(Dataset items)
|---|

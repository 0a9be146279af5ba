//! Observability infrastructure for the detection service
//!
//! Provides:
//! - Prometheus metrics (prediction latency, outcomes, errors, model state)
//! - Structured JSON logging with tracing

use crate::error::ErrorKind;
use crate::model::ModelHandle;
use crate::models::AnomalyScore;
use prometheus::{
    register_gauge_vec, register_histogram, register_int_counter_vec, register_int_gauge,
    GaugeVec, Histogram, IntCounterVec, IntGauge,
};
use std::sync::OnceLock;
use tracing::{error, info};

/// Default histogram buckets for latency measurements (in seconds)
const LATENCY_BUCKETS: &[f64] = &[
    0.00001, 0.00005, 0.0001, 0.0005, 0.001, 0.0025, 0.005, 0.01, 0.025, 0.05, 0.1,
];

/// Global metrics instance (registered once)
static GLOBAL_METRICS: OnceLock<DetectorMetricsInner> = OnceLock::new();

struct DetectorMetricsInner {
    prediction_latency_seconds: Histogram,
    predictions_total: IntCounterVec,
    request_errors_total: IntCounterVec,
    model_loaded: IntGauge,
    model_info: GaugeVec,
}

impl DetectorMetricsInner {
    fn new() -> Self {
        Self {
            prediction_latency_seconds: register_histogram!(
                "anomaly_detector_prediction_latency_seconds",
                "Time spent invoking the anomaly model",
                LATENCY_BUCKETS.to_vec()
            )
            .expect("Failed to register prediction_latency_seconds"),

            predictions_total: register_int_counter_vec!(
                "anomaly_detector_predictions_total",
                "Predictions served, by outcome",
                &["outcome"]
            )
            .expect("Failed to register predictions_total"),

            request_errors_total: register_int_counter_vec!(
                "anomaly_detector_request_errors_total",
                "Prediction requests that failed, by error kind",
                &["kind"]
            )
            .expect("Failed to register request_errors_total"),

            model_loaded: register_int_gauge!(
                "anomaly_detector_model_loaded",
                "Whether the model artifact loaded at startup (1) or not (0)"
            )
            .expect("Failed to register model_loaded"),

            model_info: register_gauge_vec!(
                "anomaly_detector_model_info",
                "Information about the loaded model artifact",
                &["format", "checksum"]
            )
            .expect("Failed to register model_info"),
        }
    }
}

/// Detector metrics for Prometheus exposition
///
/// This is a lightweight handle to the global metrics instance.
/// Multiple clones share the same underlying metrics.
#[derive(Clone)]
pub struct DetectorMetrics {
    _private: (),
}

impl Default for DetectorMetrics {
    fn default() -> Self {
        Self::new()
    }
}

impl DetectorMetrics {
    /// Create a new metrics handle (initializes global metrics if needed)
    pub fn new() -> Self {
        GLOBAL_METRICS.get_or_init(DetectorMetricsInner::new);
        Self { _private: () }
    }

    fn inner(&self) -> &DetectorMetricsInner {
        GLOBAL_METRICS.get_or_init(DetectorMetricsInner::new)
    }

    pub fn observe_prediction_latency(&self, duration_secs: f64) {
        self.inner().prediction_latency_seconds.observe(duration_secs);
    }

    pub fn inc_predictions(&self, score: AnomalyScore) {
        self.inner()
            .predictions_total
            .with_label_values(&[score.label()])
            .inc();
    }

    pub fn inc_errors(&self, kind: ErrorKind) {
        self.inner()
            .request_errors_total
            .with_label_values(&[kind.as_str()])
            .inc();
    }

    /// Publish the startup load outcome
    pub fn set_model_state(&self, handle: &ModelHandle) {
        let inner = self.inner();
        inner.model_info.reset();

        match handle.info() {
            Some(info) => {
                inner.model_loaded.set(1);
                inner
                    .model_info
                    .with_label_values(&[info.format.as_str(), &info.checksum])
                    .set(1.0);
            }
            None => inner.model_loaded.set(0),
        }
    }
}

/// Structured logger for service events
///
/// Provides consistent JSON-formatted logging for startup, model loading,
/// inference failures and shutdown.
#[derive(Clone)]
pub struct StructuredLogger {
    service: String,
}

impl StructuredLogger {
    pub fn new(service: impl Into<String>) -> Self {
        Self {
            service: service.into(),
        }
    }

    /// Log service startup
    pub fn log_startup(&self, version: &str, model_loaded: bool) {
        info!(
            event = "service_started",
            service = %self.service,
            version = %version,
            model_loaded = model_loaded,
            "Anomaly detection service started"
        );
    }

    /// Log the startup load outcome, with full detail on failure
    pub fn log_model_load(&self, path: &str, handle: &ModelHandle) {
        match (handle.info(), handle.failure_reason()) {
            (Some(info), _) => {
                info!(
                    event = "model_loaded",
                    service = %self.service,
                    path = %path,
                    format = %info.format,
                    checksum = %info.checksum,
                    size_bytes = info.size_bytes,
                    "Model artifact loaded"
                );
            }
            (None, reason) => {
                error!(
                    event = "model_load_failed",
                    service = %self.service,
                    path = %path,
                    reason = %reason.unwrap_or("unknown"),
                    "Model artifact failed to load, prediction service will be non-functional"
                );
            }
        }
    }

    /// Log an inference failure with its internal detail
    pub fn log_inference_failure(&self, model: &str, detail: &str) {
        error!(
            event = "inference_failed",
            service = %self.service,
            model = %model,
            detail = %detail,
            "Prediction failed due to internal error"
        );
    }

    /// Log service shutdown
    pub fn log_shutdown(&self, reason: &str) {
        info!(
            event = "service_shutdown",
            service = %self.service,
            reason = %reason,
            "Anomaly detection service shutting down"
        );
    }
}
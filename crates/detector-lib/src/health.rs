//! Health reporting for the detection service
//!
//! Health is a pure read of the model handle. Orchestrators use it to tell
//! "process down" (no answer) from "process up but model missing" (degraded).

use crate::model::{ArtifactFormat, ModelHandle};
use serde::{Deserialize, Serialize};
use std::sync::Arc;

/// Overall service status
#[derive(Debug, Clone, Copy, PartialEq, Eq, Serialize, Deserialize)]
#[serde(rename_all = "lowercase")]
pub enum ComponentStatus {
    /// Model loaded, predictions are served
    Healthy,
    /// Process is up but the model is missing
    Degraded,
}

impl ComponentStatus {
    /// HTTP status code for probes: 200 when healthy, 503 otherwise
    pub fn http_status(&self) -> u16 {
        match self {
            ComponentStatus::Healthy => 200,
            ComponentStatus::Degraded => 503,
        }
    }
}

/// Health response body
#[derive(Debug, Clone, Serialize, Deserialize)]
pub struct HealthResponse {
    pub status: ComponentStatus,
    pub service: String,
    pub version: String,
    pub model_loaded: bool,
    pub ready: bool,
    pub message: String,
    #[serde(skip_serializing_if = "Option::is_none")]
    pub model_format: Option<ArtifactFormat>,
    pub checked_at: i64,
}

/// Liveness response body
#[derive(Debug, Clone, Serialize, Deserialize)]
pub struct LivenessResponse {
    pub alive: bool,
}

/// Reads the model handle to answer health probes
#[derive(Debug, Clone)]
pub struct HealthReporter {
    handle: Arc<ModelHandle>,
    service: String,
    version: String,
}

impl HealthReporter {
    pub fn new(handle: Arc<ModelHandle>, service: impl Into<String>, version: impl Into<String>) -> Self {
        Self {
            handle,
            service: service.into(),
            version: version.into(),
        }
    }

    /// Current health, computed fresh on every call
    pub fn health(&self) -> HealthResponse {
        let model_loaded = self.handle.is_loaded();

        let (status, message) = if model_loaded {
            (
                ComponentStatus::Healthy,
                "Service is running and ML model is operational.",
            )
        } else {
            (
                ComponentStatus::Degraded,
                "Service is running, but the ML model failed to load.",
            )
        };

        HealthResponse {
            status,
            service: self.service.clone(),
            version: self.version.clone(),
            model_loaded,
            ready: model_loaded,
            message: message.to_string(),
            model_format: self.handle.info().map(|info| info.format),
            checked_at: chrono::Utc::now().timestamp(),
        }
    }

    /// Liveness never depends on the model
    pub fn liveness(&self) -> LivenessResponse {
        LivenessResponse { alive: true }
    }
}
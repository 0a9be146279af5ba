//! Error taxonomy for the detection service
//!
//! Every failure is converted into one of these kinds at the boundary where it
//! happens. [`DetectorError::public_message`] is the only text that leaves the
//! process; the `Display` output is for logs.

use std::path::PathBuf;
use thiserror::Error;

/// Structural problems with a prediction payload
#[derive(Debug, Clone, PartialEq, Eq, Error)]
pub enum ValidationError {
    #[error("request body is not valid JSON")]
    MalformedJson,

    #[error("request body must be a JSON object")]
    NotAnObject,

    #[error("field `data` is required")]
    MissingField,

    #[error("field `data` must be an array of {expected} numbers")]
    NotAnArray { expected: usize },

    #[error("field `data` must contain exactly {expected} numbers, got {actual}")]
    WrongArity { expected: usize, actual: usize },

    #[error("`data[{index}]` must be a number")]
    NotANumber { index: usize },

    #[error("`data[{index}]` must be a finite number")]
    NonFinite { index: usize },
}

/// Reasons a model artifact could not be loaded at startup
#[derive(Debug, Error)]
pub enum LoadError {
    #[error("model artifact not found at {path:?}")]
    NotFound { path: PathBuf },

    #[error("failed to read model artifact: {0}")]
    Io(#[from] std::io::Error),

    #[error("model artifact is {size} bytes, exceeds maximum {max}")]
    TooLarge { size: u64, max: u64 },

    #[error("checksum mismatch: expected {expected}, got {actual}")]
    ChecksumMismatch { expected: String, actual: String },

    #[error("failed to parse model artifact: {0}")]
    Parse(#[from] serde_json::Error),

    #[error("invalid model artifact: {0}")]
    InvalidArtifact(String),

    #[error("failed to prepare ONNX model: {0}")]
    Onnx(String),
}

/// Coarse error classification used for status codes and metrics
#[derive(Debug, Clone, Copy, PartialEq, Eq, Hash)]
pub enum ErrorKind {
    Validation,
    ModelUnavailable,
    Inference,
}

impl ErrorKind {
    pub fn as_str(&self) -> &'static str {
        match self {
            ErrorKind::Validation => "validation",
            ErrorKind::ModelUnavailable => "model_unavailable",
            ErrorKind::Inference => "inference",
        }
    }
}

/// Request-time failures surfaced to callers
#[derive(Debug, Error)]
pub enum DetectorError {
    #[error("invalid request: {0}")]
    Validation(#[from] ValidationError),

    #[error("model artifact not loaded")]
    ModelUnavailable,

    #[error("inference failed: {0}")]
    Inference(String),
}

pub type DetectorResult<T> = Result<T, DetectorError>;

impl DetectorError {
    pub fn kind(&self) -> ErrorKind {
        match self {
            DetectorError::Validation(_) => ErrorKind::Validation,
            DetectorError::ModelUnavailable => ErrorKind::ModelUnavailable,
            DetectorError::Inference(_) => ErrorKind::Inference,
        }
    }

    /// HTTP status code for this error
    pub fn status_code(&self) -> u16 {
        match self.kind() {
            ErrorKind::Validation => 422,
            ErrorKind::ModelUnavailable => 503,
            ErrorKind::Inference => 500,
        }
    }

    /// Message safe to return to callers. Validation messages describe the
    /// violated constraint; the other kinds use fixed text.
    pub fn public_message(&self) -> String {
        match self {
            DetectorError::Validation(e) => e.to_string(),
            DetectorError::ModelUnavailable => {
                "Model artifact not loaded. Service unavailable.".to_string()
            }
            DetectorError::Inference(_) => {
                "Internal processing error during prediction.".to_string()
            }
        }
    }
}

#[cfg(test)]
mod tests {
    use super::*;

    #[test]
    fn test_status_codes() {
        let validation = DetectorError::from(ValidationError::MissingField);
        assert_eq!(validation.status_code(), 422);
        assert_eq!(DetectorError::ModelUnavailable.status_code(), 503);
        assert_eq!(DetectorError::Inference("boom".into()).status_code(), 500);
    }

    #[test]
    fn test_inference_detail_not_public() {
        let err = DetectorError::Inference("shape mismatch in /opt/models/a.onnx".into());
        let message = err.public_message();

        assert!(!message.contains("shape mismatch"));
        assert!(!message.contains("/opt/models"));
        assert!(err.to_string().contains("shape mismatch"));
    }

    #[test]
    fn test_validation_message_describes_constraint() {
        let err = DetectorError::from(ValidationError::WrongArity {
            expected: 2,
            actual: 1,
        });
        assert_eq!(
            err.public_message(),
            "field `data` must contain exactly 2 numbers, got 1"
        );
        assert_eq!(err.kind().as_str(), "validation");
    }
}
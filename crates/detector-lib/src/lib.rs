//! Core library for the anomaly detection service
//!
//! This crate provides the core functionality for:
//! - Loading a serialized anomaly model once at startup
//! - Validating prediction payloads into feature vectors
//! - Running inference with controlled error semantics
//! - Health reporting and observability
//! - Offline training of the Isolation Forest artifact

pub mod error;
pub mod health;
pub mod inference;
pub mod model;
pub mod models;
pub mod observability;
pub mod training;
pub mod validation;

pub use error::{DetectorError, ErrorKind, LoadError, ValidationError};
pub use health::{ComponentStatus, HealthReporter, HealthResponse, LivenessResponse};
pub use inference::InferenceEngine;
pub use model::{AnomalyModel, ArtifactFormat, ModelHandle, ModelInfo, ModelLoader};
pub use models::*;
pub use observability::{DetectorMetrics, StructuredLogger};
pub use validation::validate_payload;
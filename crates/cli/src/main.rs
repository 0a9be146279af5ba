//! Anomaly Detection CLI
//!
//! Trains the Isolation Forest artifact offline and talks to a running
//! detection service.

mod client;
mod commands;
mod output;

use anyhow::Result;
use clap::{Parser, Subcommand};
use commands::{health, predict, train};
use std::path::PathBuf;

/// Anomaly Detection CLI
#[derive(Parser)]
#[command(name = "adt")]
#[command(author, version, about = "CLI for the Anomaly Detection Service", long_about = None)]
pub struct Cli {
    /// API endpoint URL (can also be set via ADT_API_URL env var)
    #[arg(long, env = "ADT_API_URL", default_value = "http://localhost:8000")]
    pub api_url: String,

    /// Output format
    #[arg(long, short, default_value = "table")]
    pub format: output::OutputFormat,

    #[command(subcommand)]
    pub command: Commands,
}

#[derive(Subcommand)]
pub enum Commands {
    /// Train the model on synthetic traffic and write the artifact
    Train {
        /// Artifact path; `.json` for the native forest format
        #[arg(long, short, default_value = "anomaly_detector.json")]
        output: PathBuf,

        /// Random seed
        #[arg(long, default_value_t = detector_lib::training::DEFAULT_SEED)]
        seed: u64,

        /// Number of trees
        #[arg(long, default_value_t = 100)]
        trees: usize,

        /// Subsample size per tree
        #[arg(long, default_value_t = 256)]
        max_samples: usize,

        /// Expected share of anomalies in the training data
        #[arg(long, default_value_t = 0.02, conflicts_with = "auto_offset")]
        contamination: f64,

        /// Use the fixed -0.5 offset instead of fitting one to the contamination
        #[arg(long)]
        auto_offset: bool,
    },

    /// Classify a single observation
    Predict {
        /// CPU usage feature
        #[arg(allow_hyphen_values = true)]
        cpu_usage: f64,

        /// Memory load feature
        #[arg(allow_hyphen_values = true)]
        memory_load: f64,
    },

    /// Show service health; exits non-zero when the model is not loaded
    Health,
}

#[tokio::main]
async fn main() {
    let cli = Cli::parse();

    if let Err(e) = run(cli).await {
        output::print_error(&format!("{:#}", e));
        std::process::exit(1);
    }
}

async fn run(cli: Cli) -> Result<()> {
    match cli.command {
        Commands::Train {
            output,
            seed,
            trees,
            max_samples,
            contamination,
            auto_offset,
        } => {
            let options = train::TrainOptions {
                seed,
                trees,
                max_samples,
                contamination: (!auto_offset).then_some(contamination),
            };
            train::train_model(&output, &options, cli.format)?;
        }
        Commands::Predict {
            cpu_usage,
            memory_load,
        } => {
            let client = client::ApiClient::new(&cli.api_url)?;
            predict::predict(&client, cpu_usage, memory_load, cli.format).await?;
        }
        Commands::Health => {
            let client = client::ApiClient::new(&cli.api_url)?;
            if !health::show_health(&client, cli.format).await? {
                anyhow::bail!("Service is not ready");
            }
        }
    }

    Ok(())
}
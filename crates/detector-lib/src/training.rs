//! Offline training of the Isolation Forest artifact
//!
//! Used by the `adt train` command, never by the running service. The
//! synthetic data set simulates CPU usage and memory load: two tight clusters
//! of normal activity plus a small number of scattered anomalies.

use crate::model::{ForestConfig, IsolationForest};
use crate::models::AnomalyScore;
use anyhow::{Context, Result};
use rand::rngs::StdRng;
use rand::{Rng, SeedableRng};
use std::fs::{self, File};
use std::io::Write;
use std::path::Path;
use tracing::info;

/// Seed used when none is given
pub const DEFAULT_SEED: u64 = 42;

/// Normal points drawn per cluster
const NORMAL_POINTS: usize = 1000;

/// Scattered anomalous points
const ABNORMAL_POINTS: usize = 20;

/// Spread of each normal cluster
const CLUSTER_SPREAD: f64 = 0.3;

/// Cluster centers are at (+CENTER, +CENTER) and (-CENTER, -CENTER)
const CLUSTER_CENTER: f64 = 2.0;

/// Anomalies are uniform in [-ANOMALY_RANGE, ANOMALY_RANGE) on both axes
const ANOMALY_RANGE: f64 = 6.0;

/// Probe points checked after training: (features, expected score)
pub const SELF_CHECK_POINTS: [([f64; 2], AnomalyScore); 2] = [
    ([2.1, 2.1], AnomalyScore::Normal),
    ([-5.0, 5.0], AnomalyScore::Anomaly),
];

/// Standard normal draw (Box-Muller)
fn standard_normal<R: Rng + ?Sized>(rng: &mut R) -> f64 {
    // 1 - [0, 1) keeps the logarithm finite
    let u1: f64 = 1.0 - rng.gen::<f64>();
    let u2: f64 = rng.gen::<f64>();
    (-2.0 * u1.ln()).sqrt() * (2.0 * std::f64::consts::PI * u2).cos()
}

/// Generate the synthetic training set
pub fn synthetic_traffic<R: Rng + ?Sized>(rng: &mut R) -> Vec<Vec<f64>> {
    let mut base = Vec::with_capacity(NORMAL_POINTS);
    for _ in 0..NORMAL_POINTS {
        let x = CLUSTER_SPREAD * standard_normal(rng);
        let y = CLUSTER_SPREAD * standard_normal(rng);
        base.push([x, y]);
    }

    let mut samples = Vec::with_capacity(2 * NORMAL_POINTS + ABNORMAL_POINTS);
    samples.extend(base.iter().map(|[x, y]| vec![x + CLUSTER_CENTER, y + CLUSTER_CENTER]));
    samples.extend(base.iter().map(|[x, y]| vec![x - CLUSTER_CENTER, y - CLUSTER_CENTER]));

    for _ in 0..ABNORMAL_POINTS {
        samples.push(vec![
            rng.gen_range(-ANOMALY_RANGE..ANOMALY_RANGE),
            rng.gen_range(-ANOMALY_RANGE..ANOMALY_RANGE),
        ]);
    }

    samples
}

/// Train a forest on the synthetic data set
pub fn train(config: &ForestConfig, seed: u64) -> Result<IsolationForest> {
    let mut rng = StdRng::seed_from_u64(seed);
    let samples = synthetic_traffic(&mut rng);

    info!(
        samples = samples.len(),
        trees = config.n_estimators,
        max_samples = config.max_samples,
        contamination = ?config.contamination,
        seed = seed,
        "Training Isolation Forest model"
    );

    let forest = IsolationForest::fit(&samples, config, &mut rng)?;
    info!(offset = forest.offset, "Training complete");
    Ok(forest)
}

/// Run the probe points through a forest
pub fn self_check(forest: &IsolationForest) -> Result<Vec<([f64; 2], AnomalyScore, AnomalyScore)>> {
    let mut results = Vec::with_capacity(SELF_CHECK_POINTS.len());
    for (point, expected) in SELF_CHECK_POINTS {
        results.push((point, expected, forest.predict(&point)?));
    }
    Ok(results)
}

/// Write the artifact to disk, returning the bytes written.
/// Writes a temp file first and renames it into place.
pub fn save_artifact(forest: &IsolationForest, path: &Path) -> Result<Vec<u8>> {
    let bytes = forest
        .to_json_pretty()
        .context("Failed to serialize model artifact")?
        .into_bytes();

    let temp_path = path.with_extension("tmp");
    let mut file = File::create(&temp_path)
        .with_context(|| format!("Failed to create temp model file {:?}", temp_path))?;

    file.write_all(&bytes)
        .context("Failed to write model artifact")?;
    file.sync_all().context("Failed to sync model file")?;

    fs::rename(&temp_path, path)
        .with_context(|| format!("Failed to rename {:?} to {:?}", temp_path, path))?;

    Ok(bytes)
}
//! Errors surfaced by the network client and CLI commands.

use linetrack_core::LineTrackError;
use thiserror::Error;

#[derive(Debug, Error)]
pub enum ClientError {
    #[error("station list request failed: {0}")]
    Stops(String),
    #[error("token negotiation failed: {0}")]
    Negotiation(String),
    #[error("transport error: {0}")]
    Transport(String),
    #[error(transparent)]
    Tracking(#[from] LineTrackError),
    #[error("IO error: {0}")]
    Io(#[from] std::io::Error),
}

#[cfg(test)]
mod tests {
    use super::*;

    #[test]
    fn test_tracking_error_passes_through() {
        let err: ClientError = LineTrackError::UnknownStation("501".into()).into();
        assert_eq!(err.to_string(), "unknown station id: 501");
    }

    #[test]
    fn test_stops_message() {
        let err = ClientError::Stops("HTTP 500".into());
        assert_eq!(err.to_string(), "station list request failed: HTTP 500");
    }
}
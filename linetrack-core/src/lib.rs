//! linetrack-core: Pure route projection + vehicle tracking library for live
//! bus positions.
//!
//! No async, no I/O beyond the config file. The network feed, terminal and
//! web renderers live in `linetrack-server`, which drives a
//! [`LineTrackingSession`] from decoded [`VehicleFix`]es.

pub mod config;
pub mod feed;
pub mod format;
pub mod geo;
pub mod protocol;
pub mod render;
pub mod route;
pub mod session;
pub mod tracker;
pub mod types;

// Re-export commonly used types at crate root
pub use feed::{FeedInput, FeedLifecycle, FeedState};
pub use render::{RenderSink, Renderable, RouteWindow, TrackingSnapshot};
pub use route::{RouteModel, Station};
pub use session::{LineTrackingSession, TrackingOptions};
pub use tracker::{TrackerSettings, Vehicle, VehicleSnapshot};
pub use types::*;
//! Tracing subscriber setup for the `linetrack` binary.
//!
//! Logs go to stderr so the terminal strip owns stdout. `RUST_LOG` wins over
//! the `-v` flag when set.

use tracing_subscriber::layer::SubscriberExt;
use tracing_subscriber::util::SubscriberInitExt;
use tracing_subscriber::EnvFilter;

/// Default directive: `info`, or `debug` with `-v`.
pub fn default_directive(verbose: bool) -> &'static str {
    if verbose {
        "debug"
    } else {
        "info"
    }
}

/// Install the global subscriber. Safe to call more than once.
pub fn init_logging(verbose: bool) {
    let env_filter = EnvFilter::try_from_default_env()
        .unwrap_or_else(|_| EnvFilter::new(default_directive(verbose)));

    let stderr_layer = tracing_subscriber::fmt::layer()
        .with_writer(std::io::stderr)
        .with_target(false);

    let _ = tracing_subscriber::registry()
        .with(env_filter)
        .with(stderr_layer)
        .try_init();
}

#[cfg(test)]
mod tests {
    use super::*;

    #[test]
    fn test_default_directive() {
        assert_eq!(default_directive(false), "info");
        assert_eq!(default_directive(true), "debug");
    }

    #[test]
    fn test_init_twice() {
        init_logging(false);
        init_logging(true);
    }
}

|---|

Of the entries listed above, reproduce only the lines starting at the line containing "the logarithm finite" and ending at the line containing "let mut samples". Include both, exactly as they stand.

## Response for this exercise
    // 1 - [0, 1) keeps the logarithm finite
    let u1: f64 = 1.0 - rng.gen::<f64>();
    let u2: f64 = rng.gen::<f64>();
    (-2.0 * u1.ln()).sqrt() * (2.0 * std::f64::consts::PI * u2).cos()
}

/// Generate the synthetic training set
pub fn synthetic_traffic<R: Rng + ?Sized>(rng: &mut R) -> Vec<Vec<f64>> {
    let mut base = Vec::with_capacity(NORMAL_POINTS);
    for _ in 0..NORMAL_POINTS {
        let x = CLUSTER_SPREAD * standard_normal(rng);
        let y = CLUSTER_SPREAD * standard_normal(rng);
        base.push([x, y]);
    }

    let mut samples = Vec::with_capacity(2 * NORMAL_POINTS + ABNORMAL_POINTS);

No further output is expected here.